I don't know perl very well but, looking at the code, it looks like you're comparing two files at a time. So then I assume the code is:

  1. first comparing a to b
  2. then comparing b to c
  3. then comparing a to c`

So what happens if the % match for them are mixed? For example, what if % match for 1 and 2 is 95% but the match for 1 and 3 is 85%

jhnc commented 1 year ago

The grouping algorithm is broken.

Consider simple case with cut-down fingerprints and 2-bit cutoff:

f1 = 00000001
f2 = 00000011
f3 = 00000111
f4 = 00001111
f5 = 00011111
f6 = 00111111

We might start out with diffbits returning: [ (f1,f2,1), (f1,f3,2), (f2,f3,1), (f2,f4,2), (f3,f4,1), (f3,f5,2), (f4,f5,1), (f4,f6,2), (f5,f6,1) ]
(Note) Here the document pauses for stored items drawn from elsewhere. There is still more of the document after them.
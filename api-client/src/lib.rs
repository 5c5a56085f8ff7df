//! A small client for JSON APIs served over HTTP / HTTPS.
//!
//! [`ApiClient`] holds a base URI and the tower service used to carry requests.
//! Service crates wrap it to expose typed endpoints.

use std::sync::Arc;

use http::Method;
use http::Uri;
use hyperdriver::client::SharedClientService;
use hyperdriver::service::SharedService;
use hyperdriver::Body;
use tower::ServiceExt;

mod error;
pub mod mock;
pub mod request;
pub mod response;
pub mod uri;

pub use self::error::{Error, HttpResponseError};
pub use self::request::RequestBuilder;
pub use self::response::Response;
use self::uri::UriExtension as _;

/// Build the default transport: a TCP client speaking HTTP/1.1 or HTTP/2, with TLS.
pub fn transport() -> SharedClientService<Body, Body> {
    hyperdriver::Client::build_tcp_http()
        .with_default_tls()
        .build_service()
}

/// A client for accessing APIs over HTTP / HTTPS
///
/// Clones share the same transport, so a single client can serve many
/// concurrent requests.
#[derive(Debug, Clone)]
pub struct ApiClient {
    base: Arc<Uri>,
    inner: SharedClientService<Body, Body>,
}

impl ApiClient {
    /// Create a new API Client from a base URL, using the default transport.
    pub fn new(base: Uri) -> Self {
        Self::new_with_inner_service(base, transport())
    }

    /// Create a new API Client which sends requests through `inner`.
    pub fn new_with_inner_service<S>(base: Uri, inner: S) -> Self
    where
        S: tower::Service<
                http::Request<hyperdriver::Body>,
                Response = http::Response<hyperdriver::Body>,
                Error = hyperdriver::client::Error,
            > + Clone
            + Send
            + Sync
            + 'static,
        S::Future: Send + 'static,
    {
        let service = tower::ServiceBuilder::new()
            .layer(SharedService::layer())
            .service(inner);

        ApiClient {
            base: Arc::new(base),
            inner: service,
        }
    }

    /// The URI for an endpoint relative to the base.
    pub fn endpoint(&self, endpoint: &str) -> Uri {
        (*self.base).clone().join(endpoint)
    }

    /// Start a GET request against an endpoint.
    pub fn get(&self, endpoint: &str) -> RequestBuilder {
        RequestBuilder::new(self.clone(), self.endpoint(endpoint), Method::GET)
    }

    /// Send a request through the transport, without inspecting the response status.
    pub async fn execute(&self, req: http::Request<hyperdriver::Body>) -> Result<Response, Error> {
        let (parts, body) = req.into_parts();
        let request = Response::request_parts(&parts);
        let req = http::Request::from_parts(parts, body);

        tracing::trace!(method = %req.method(), uri = %req.uri(), "Sending request");
        let response = self.inner.clone().oneshot(req).await?;
        Ok(Response::new(request, response))
    }
}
The current grouping algorithm iterates over the fingerprint pairs, naively creating/coalescing groups when it finds a common element. Along the lines of:

( similar(f1,f2), similar(f1,f3) ) => similar(f1,f2,f3)

( similar(f1,f2,f3), similar(f2,f3) ) => similar(f1,f2,f3)

( similar(f1,f2,f3), similar(f3,f4) ) => similar(f1,f2,f3,f4)

and so on. Eventually it will incorrectly return a single coalesced group similar(f1,f2,f3,f4,f5,f6) even though clearly f1 is not similar to f6.

We should actually end up with overlapping groups. Perhaps something like: similar(f1,f2,f3), similar(f2,f3,f4), similar(f3,f4,f5), similar(f4,f5,f6)

I believe results are generally reasonable if findimage is asked to group results of searching for similarities to a small number of needles N in a large haystack H. The problems arise when N is large (eg. setting N=H).

imthenachoman commented 1 year ago

I see.

Yeah, I think a no grouping option would make more sense where it just tells you pairs of images that are similar and their percent similarity.